## Problem statement
Read through the data and report every line in which the word "RouteRequest" occurs.

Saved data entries
═══
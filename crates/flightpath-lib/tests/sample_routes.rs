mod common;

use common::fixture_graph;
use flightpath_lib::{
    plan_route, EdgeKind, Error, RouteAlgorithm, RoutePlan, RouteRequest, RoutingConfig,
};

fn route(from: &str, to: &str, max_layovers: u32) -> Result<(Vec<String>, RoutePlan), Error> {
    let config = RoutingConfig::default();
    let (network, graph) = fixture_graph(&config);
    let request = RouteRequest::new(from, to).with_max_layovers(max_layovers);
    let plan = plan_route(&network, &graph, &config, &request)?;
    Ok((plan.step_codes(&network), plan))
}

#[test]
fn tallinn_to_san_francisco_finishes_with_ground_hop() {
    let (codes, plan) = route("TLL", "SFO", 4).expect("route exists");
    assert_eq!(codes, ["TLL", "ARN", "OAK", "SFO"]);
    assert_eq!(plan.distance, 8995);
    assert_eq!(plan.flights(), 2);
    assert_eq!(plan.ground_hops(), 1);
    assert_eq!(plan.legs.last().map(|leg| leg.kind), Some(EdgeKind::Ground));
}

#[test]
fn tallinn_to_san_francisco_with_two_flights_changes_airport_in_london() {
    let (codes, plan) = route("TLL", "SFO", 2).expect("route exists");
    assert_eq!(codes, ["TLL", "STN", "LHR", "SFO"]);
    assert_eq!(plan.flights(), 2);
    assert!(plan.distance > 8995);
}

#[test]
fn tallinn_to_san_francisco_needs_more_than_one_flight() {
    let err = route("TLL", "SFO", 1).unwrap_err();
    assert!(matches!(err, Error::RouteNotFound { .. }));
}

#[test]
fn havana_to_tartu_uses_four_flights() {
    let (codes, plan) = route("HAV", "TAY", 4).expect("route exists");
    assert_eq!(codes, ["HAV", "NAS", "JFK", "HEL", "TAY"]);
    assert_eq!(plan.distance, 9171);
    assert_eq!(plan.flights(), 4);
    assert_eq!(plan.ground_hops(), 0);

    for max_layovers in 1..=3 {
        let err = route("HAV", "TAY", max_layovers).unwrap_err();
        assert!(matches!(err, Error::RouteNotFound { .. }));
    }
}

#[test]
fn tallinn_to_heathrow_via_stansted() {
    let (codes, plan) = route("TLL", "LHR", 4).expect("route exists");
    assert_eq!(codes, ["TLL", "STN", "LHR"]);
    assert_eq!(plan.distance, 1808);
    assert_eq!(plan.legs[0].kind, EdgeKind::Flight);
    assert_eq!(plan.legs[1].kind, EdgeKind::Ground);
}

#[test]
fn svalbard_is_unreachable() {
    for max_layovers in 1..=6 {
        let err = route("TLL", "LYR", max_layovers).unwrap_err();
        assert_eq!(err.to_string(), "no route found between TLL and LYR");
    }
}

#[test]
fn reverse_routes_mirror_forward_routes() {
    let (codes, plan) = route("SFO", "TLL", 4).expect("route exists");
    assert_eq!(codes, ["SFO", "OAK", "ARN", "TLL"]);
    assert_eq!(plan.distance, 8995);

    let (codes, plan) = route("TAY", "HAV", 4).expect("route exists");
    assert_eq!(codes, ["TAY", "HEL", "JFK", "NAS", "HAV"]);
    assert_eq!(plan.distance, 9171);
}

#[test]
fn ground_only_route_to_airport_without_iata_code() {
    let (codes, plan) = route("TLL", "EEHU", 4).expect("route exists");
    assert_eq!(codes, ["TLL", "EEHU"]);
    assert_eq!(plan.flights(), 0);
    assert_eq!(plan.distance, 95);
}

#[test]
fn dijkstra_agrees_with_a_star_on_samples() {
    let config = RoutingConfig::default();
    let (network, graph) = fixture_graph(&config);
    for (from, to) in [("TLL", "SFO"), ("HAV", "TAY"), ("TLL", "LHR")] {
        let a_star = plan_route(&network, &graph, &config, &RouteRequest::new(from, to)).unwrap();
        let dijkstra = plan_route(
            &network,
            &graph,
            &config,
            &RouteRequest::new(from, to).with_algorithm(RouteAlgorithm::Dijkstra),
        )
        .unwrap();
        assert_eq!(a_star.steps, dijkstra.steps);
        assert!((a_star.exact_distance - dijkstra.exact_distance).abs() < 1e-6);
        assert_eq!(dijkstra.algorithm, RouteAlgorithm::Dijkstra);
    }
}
═══
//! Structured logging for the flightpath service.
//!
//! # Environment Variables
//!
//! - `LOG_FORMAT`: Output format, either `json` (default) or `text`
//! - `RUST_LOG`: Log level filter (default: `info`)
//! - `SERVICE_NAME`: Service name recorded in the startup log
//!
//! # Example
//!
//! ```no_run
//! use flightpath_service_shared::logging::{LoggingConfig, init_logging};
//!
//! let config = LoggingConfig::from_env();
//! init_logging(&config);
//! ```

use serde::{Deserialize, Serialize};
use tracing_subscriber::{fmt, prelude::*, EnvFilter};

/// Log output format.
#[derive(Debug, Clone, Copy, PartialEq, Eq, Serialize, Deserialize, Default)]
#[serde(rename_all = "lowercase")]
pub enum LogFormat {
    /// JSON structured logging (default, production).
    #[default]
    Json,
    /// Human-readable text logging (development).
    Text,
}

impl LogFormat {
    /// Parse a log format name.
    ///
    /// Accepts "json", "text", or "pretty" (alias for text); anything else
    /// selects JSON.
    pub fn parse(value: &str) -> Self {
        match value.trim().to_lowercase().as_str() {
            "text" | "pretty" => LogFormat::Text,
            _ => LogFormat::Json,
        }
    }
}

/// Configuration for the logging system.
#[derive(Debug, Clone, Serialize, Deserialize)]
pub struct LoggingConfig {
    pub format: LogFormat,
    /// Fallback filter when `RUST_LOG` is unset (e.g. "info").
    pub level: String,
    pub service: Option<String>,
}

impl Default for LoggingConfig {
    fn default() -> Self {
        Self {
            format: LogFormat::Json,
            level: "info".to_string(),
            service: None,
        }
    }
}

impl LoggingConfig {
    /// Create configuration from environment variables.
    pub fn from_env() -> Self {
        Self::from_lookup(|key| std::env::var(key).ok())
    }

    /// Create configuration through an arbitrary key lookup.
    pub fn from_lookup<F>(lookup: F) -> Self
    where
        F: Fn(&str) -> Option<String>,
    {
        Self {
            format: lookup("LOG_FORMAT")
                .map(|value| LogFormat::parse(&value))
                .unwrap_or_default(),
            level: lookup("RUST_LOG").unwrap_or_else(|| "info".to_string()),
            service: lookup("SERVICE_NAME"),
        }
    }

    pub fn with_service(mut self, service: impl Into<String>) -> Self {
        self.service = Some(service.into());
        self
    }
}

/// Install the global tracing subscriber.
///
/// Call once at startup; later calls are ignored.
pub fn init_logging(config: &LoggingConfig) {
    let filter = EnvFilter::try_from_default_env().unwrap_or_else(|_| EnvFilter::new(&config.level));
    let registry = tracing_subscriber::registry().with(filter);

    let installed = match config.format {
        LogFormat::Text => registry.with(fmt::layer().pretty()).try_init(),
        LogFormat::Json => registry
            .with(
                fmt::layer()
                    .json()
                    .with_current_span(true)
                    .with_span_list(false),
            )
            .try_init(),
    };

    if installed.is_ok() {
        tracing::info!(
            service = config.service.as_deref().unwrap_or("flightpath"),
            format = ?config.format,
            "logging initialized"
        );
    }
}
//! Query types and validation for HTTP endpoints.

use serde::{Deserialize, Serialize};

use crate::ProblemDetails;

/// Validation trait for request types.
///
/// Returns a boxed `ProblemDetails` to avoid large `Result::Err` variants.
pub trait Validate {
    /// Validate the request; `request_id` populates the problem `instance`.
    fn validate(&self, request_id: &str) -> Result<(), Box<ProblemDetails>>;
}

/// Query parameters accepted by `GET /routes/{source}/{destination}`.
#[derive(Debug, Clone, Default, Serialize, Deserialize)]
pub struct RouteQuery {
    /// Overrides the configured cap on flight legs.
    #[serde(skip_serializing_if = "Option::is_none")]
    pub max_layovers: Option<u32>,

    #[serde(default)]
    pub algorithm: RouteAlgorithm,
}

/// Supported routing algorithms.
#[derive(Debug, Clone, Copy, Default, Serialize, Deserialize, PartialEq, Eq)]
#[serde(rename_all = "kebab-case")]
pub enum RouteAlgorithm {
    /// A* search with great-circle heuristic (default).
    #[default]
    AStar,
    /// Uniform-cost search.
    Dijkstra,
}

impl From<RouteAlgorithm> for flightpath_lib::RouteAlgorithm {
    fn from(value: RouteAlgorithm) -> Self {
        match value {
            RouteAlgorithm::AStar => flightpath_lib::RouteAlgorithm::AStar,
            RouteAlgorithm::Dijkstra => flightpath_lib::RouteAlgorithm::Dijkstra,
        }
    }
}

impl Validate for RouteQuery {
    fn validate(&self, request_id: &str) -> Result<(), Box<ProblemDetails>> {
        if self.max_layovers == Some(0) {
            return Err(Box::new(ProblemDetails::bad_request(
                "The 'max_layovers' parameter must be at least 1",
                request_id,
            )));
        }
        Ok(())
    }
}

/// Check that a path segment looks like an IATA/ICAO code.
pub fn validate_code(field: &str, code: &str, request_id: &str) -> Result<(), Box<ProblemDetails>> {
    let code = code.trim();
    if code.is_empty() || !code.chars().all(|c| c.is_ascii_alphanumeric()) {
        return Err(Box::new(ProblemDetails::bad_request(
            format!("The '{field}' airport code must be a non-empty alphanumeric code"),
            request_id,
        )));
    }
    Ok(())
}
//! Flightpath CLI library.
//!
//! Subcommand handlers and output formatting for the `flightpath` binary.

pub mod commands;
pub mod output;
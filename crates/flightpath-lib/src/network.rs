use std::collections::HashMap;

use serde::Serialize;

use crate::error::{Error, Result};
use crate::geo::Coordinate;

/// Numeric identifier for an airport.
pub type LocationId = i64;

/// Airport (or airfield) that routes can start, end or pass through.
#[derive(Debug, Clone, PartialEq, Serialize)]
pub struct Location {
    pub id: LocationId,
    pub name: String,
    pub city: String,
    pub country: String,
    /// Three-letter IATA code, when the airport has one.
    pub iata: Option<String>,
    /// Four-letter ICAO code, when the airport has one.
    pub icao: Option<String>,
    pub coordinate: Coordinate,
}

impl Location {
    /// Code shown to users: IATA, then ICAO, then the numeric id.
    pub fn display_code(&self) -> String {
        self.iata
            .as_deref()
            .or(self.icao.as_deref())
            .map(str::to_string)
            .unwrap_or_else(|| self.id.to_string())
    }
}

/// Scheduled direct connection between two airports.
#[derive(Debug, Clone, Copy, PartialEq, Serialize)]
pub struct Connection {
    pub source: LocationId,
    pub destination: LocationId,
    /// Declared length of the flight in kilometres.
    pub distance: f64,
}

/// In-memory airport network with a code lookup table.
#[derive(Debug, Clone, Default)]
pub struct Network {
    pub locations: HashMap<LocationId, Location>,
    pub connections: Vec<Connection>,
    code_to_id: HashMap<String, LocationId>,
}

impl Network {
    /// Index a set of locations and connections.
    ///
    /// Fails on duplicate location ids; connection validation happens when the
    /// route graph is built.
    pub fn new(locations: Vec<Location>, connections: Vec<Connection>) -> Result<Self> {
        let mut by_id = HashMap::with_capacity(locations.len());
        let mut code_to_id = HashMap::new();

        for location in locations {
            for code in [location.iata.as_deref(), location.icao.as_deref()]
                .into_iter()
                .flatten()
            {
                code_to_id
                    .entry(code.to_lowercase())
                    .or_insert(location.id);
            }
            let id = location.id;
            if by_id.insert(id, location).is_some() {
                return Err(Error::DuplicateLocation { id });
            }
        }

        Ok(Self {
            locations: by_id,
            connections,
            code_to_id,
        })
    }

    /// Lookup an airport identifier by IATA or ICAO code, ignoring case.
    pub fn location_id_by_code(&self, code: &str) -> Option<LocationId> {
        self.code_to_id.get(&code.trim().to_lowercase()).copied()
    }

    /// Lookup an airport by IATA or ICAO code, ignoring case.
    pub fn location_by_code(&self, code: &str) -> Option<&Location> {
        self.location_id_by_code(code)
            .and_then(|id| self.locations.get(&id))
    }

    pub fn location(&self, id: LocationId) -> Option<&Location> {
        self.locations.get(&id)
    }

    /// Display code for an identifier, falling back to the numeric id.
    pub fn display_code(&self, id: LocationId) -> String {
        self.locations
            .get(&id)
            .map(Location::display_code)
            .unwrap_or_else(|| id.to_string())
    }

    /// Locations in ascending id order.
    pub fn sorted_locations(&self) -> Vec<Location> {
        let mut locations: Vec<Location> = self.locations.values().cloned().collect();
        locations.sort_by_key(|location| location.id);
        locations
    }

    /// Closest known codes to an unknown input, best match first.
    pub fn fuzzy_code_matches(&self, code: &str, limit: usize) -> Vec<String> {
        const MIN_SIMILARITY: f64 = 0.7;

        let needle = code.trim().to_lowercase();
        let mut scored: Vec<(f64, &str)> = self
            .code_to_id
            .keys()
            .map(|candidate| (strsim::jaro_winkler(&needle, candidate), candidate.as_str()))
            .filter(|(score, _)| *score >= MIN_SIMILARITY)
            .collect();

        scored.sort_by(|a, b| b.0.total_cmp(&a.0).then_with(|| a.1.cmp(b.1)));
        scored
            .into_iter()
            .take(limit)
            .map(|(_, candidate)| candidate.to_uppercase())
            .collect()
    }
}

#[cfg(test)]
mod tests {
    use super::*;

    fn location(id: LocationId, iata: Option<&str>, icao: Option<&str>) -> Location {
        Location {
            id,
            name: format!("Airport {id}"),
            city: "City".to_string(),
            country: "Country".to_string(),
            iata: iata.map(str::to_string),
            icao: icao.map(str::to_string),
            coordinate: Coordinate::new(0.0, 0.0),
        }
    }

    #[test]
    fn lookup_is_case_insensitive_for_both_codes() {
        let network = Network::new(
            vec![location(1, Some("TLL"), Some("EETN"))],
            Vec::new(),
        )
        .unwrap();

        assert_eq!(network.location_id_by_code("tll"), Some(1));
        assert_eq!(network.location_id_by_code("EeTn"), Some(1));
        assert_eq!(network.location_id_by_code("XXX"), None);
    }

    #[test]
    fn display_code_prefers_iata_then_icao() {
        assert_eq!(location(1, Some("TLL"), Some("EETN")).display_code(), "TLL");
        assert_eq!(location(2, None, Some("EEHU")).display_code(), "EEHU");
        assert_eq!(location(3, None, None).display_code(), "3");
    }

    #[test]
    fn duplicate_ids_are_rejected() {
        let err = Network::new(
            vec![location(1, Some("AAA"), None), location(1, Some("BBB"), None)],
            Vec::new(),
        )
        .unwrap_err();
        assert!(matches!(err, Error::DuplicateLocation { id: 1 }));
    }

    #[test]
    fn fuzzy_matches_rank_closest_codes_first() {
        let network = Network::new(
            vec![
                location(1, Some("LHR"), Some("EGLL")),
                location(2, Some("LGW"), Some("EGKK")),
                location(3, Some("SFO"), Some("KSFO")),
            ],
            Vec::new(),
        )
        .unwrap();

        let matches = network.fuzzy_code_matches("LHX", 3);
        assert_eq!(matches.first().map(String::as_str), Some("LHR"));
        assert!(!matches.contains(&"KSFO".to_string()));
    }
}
═══
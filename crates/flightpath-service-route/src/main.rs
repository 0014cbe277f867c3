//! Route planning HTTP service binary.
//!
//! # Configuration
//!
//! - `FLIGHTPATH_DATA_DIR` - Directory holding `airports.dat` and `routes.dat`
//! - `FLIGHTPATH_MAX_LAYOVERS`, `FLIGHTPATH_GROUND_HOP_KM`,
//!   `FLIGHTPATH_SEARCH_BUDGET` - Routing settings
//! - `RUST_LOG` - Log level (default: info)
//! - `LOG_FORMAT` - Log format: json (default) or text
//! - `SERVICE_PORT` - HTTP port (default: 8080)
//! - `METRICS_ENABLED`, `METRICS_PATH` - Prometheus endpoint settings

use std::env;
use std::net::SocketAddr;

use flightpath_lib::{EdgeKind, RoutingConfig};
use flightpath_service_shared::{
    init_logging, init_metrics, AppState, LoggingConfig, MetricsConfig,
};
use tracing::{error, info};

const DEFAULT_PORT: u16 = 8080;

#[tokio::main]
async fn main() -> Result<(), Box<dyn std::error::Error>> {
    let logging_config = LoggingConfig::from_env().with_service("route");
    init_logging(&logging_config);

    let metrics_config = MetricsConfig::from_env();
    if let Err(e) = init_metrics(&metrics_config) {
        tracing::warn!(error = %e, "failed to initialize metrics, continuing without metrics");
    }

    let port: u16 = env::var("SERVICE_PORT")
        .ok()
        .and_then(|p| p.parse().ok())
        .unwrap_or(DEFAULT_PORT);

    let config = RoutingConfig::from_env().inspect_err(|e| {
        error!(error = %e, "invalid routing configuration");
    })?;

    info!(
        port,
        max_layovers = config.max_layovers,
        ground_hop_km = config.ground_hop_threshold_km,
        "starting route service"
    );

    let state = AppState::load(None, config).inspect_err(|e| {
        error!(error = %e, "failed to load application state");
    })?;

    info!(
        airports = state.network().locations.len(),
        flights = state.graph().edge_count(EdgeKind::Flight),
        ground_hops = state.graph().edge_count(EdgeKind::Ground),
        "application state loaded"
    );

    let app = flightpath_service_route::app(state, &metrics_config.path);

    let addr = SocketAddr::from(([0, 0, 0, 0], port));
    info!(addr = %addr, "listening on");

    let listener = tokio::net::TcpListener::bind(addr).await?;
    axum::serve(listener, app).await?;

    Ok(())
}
═══
## Solution to this task
    plan_route, EdgeKind, Error, RouteAlgorithm, RoutePlan, RouteRequest, RoutingConfig,
    let request = RouteRequest::new(from, to).with_max_layovers(max_layovers);
        let a_star = plan_route(&network, &graph, &config, &RouteRequest::new(from, to)).unwrap();
            &RouteRequest::new(from, to).with_algorithm(RouteAlgorithm::Dijkstra),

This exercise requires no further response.